[Saved data entries]

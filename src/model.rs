//! The model interface consumed by the error function and the ensembles.
use serde::{Serialize, Deserialize};

use crate::error::{FitError, Result};


/// The shape of a single input or output point.
/// A vector of length `n` has the shape `[n]`.
#[derive(Debug, Clone, Default, PartialEq, Eq, Hash, Serialize, Deserialize)]
pub struct Shape(Vec<usize>);


impl Shape {
    /// Construct a new shape from its dimensions.
    pub fn new(dims: Vec<usize>) -> Self {
        Self(dims)
    }


    /// The shape of a vector with `n` entries.
    pub fn vector(n: usize) -> Self {
        Self(vec![n])
    }


    /// Returns the dimensions.
    pub fn dims(&self) -> &[usize] {
        &self.0[..]
    }


    /// Returns the number of scalar entries of a point of this shape.
    /// The empty shape has no entries.
    pub fn num_elements(&self) -> usize {
        if self.0.is_empty() {
            return 0;
        }
        self.0.iter().product()
    }


    /// Returns `true` if no dimension is known.
    pub fn is_empty(&self) -> bool {
        self.0.is_empty()
    }
}


impl From<usize> for Shape {
    fn from(n: usize) -> Self {
        Self::vector(n)
    }
}


/// A parametric model mapping batches of inputs to batches of outputs.
///
/// The parameters are passed explicitly to [`Model::eval_with`],
/// so that evaluating a batch never mutates the model.
/// [`Model::eval`] is the convenience form that uses
/// the parameters stored in the model.
pub trait Model {
    /// The type of an input point.
    type Input;
    /// The type of an output point.
    type Output;
    /// Intermediate results of `eval_with`
    /// that `weighted_parameter_derivative` may reuse.
    type State: Default;


    /// The name of the model.
    fn name(&self) -> &str;


    /// Returns the expected shape of an input point.
    fn input_shape(&self) -> Shape;


    /// Returns the shape of an output point.
    fn output_shape(&self) -> Shape;


    /// Returns the stored parameters.
    fn parameter_vector(&self) -> Vec<f64>;


    /// Replaces the stored parameters.
    /// Fails if `parameters` does not have
    /// `number_of_parameters()` entries.
    fn set_parameter_vector(&mut self, parameters: &[f64]) -> Result<()>;


    /// Returns the number of parameters.
    fn number_of_parameters(&self) -> usize {
        self.parameter_vector().len()
    }


    /// Evaluates the model with the given `parameters`
    /// on a batch of inputs.
    /// `state` receives whatever the derivative computation needs.
    fn eval_with(
        &self,
        parameters: &[f64],
        inputs: &[Self::Input],
        state: &mut Self::State,
    ) -> Result<Vec<Self::Output>>;


    /// Evaluates the model with its stored parameters.
    fn eval(&self, inputs: &[Self::Input]) -> Result<Vec<Self::Output>> {
        let parameters = self.parameter_vector();
        let mut state = Self::State::default();
        self.eval_with(&parameters[..], inputs, &mut state)
    }


    /// Returns `true` if `weighted_parameter_derivative` is available.
    fn has_first_parameter_derivative(&self) -> bool {
        false
    }


    /// Chain rule through the model.
    ///
    /// `coefficients[i]` is the derivative of some scalar
    /// with respect to the (flattened) `i`-th output of the last
    /// `eval_with(parameters, inputs, state)` call.
    /// This method adds
    /// `sum_i coefficients[i]^T d output_i / d parameters`
    /// to `gradient`, which has `number_of_parameters()` entries.
    fn weighted_parameter_derivative(
        &self,
        _parameters: &[f64],
        _inputs: &[Self::Input],
        _state: &Self::State,
        _coefficients: &[Vec<f64>],
        _gradient: &mut [f64],
    ) -> Result<()>
    {
        Err(FitError::DerivativeUnavailable(self.name().to_string()))
    }
}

— REQUIREMENT —
For the records above, give the number of lines containing the string "Deserialize" and no other words.

— RESPONSE TO THIS EXERCISE —
2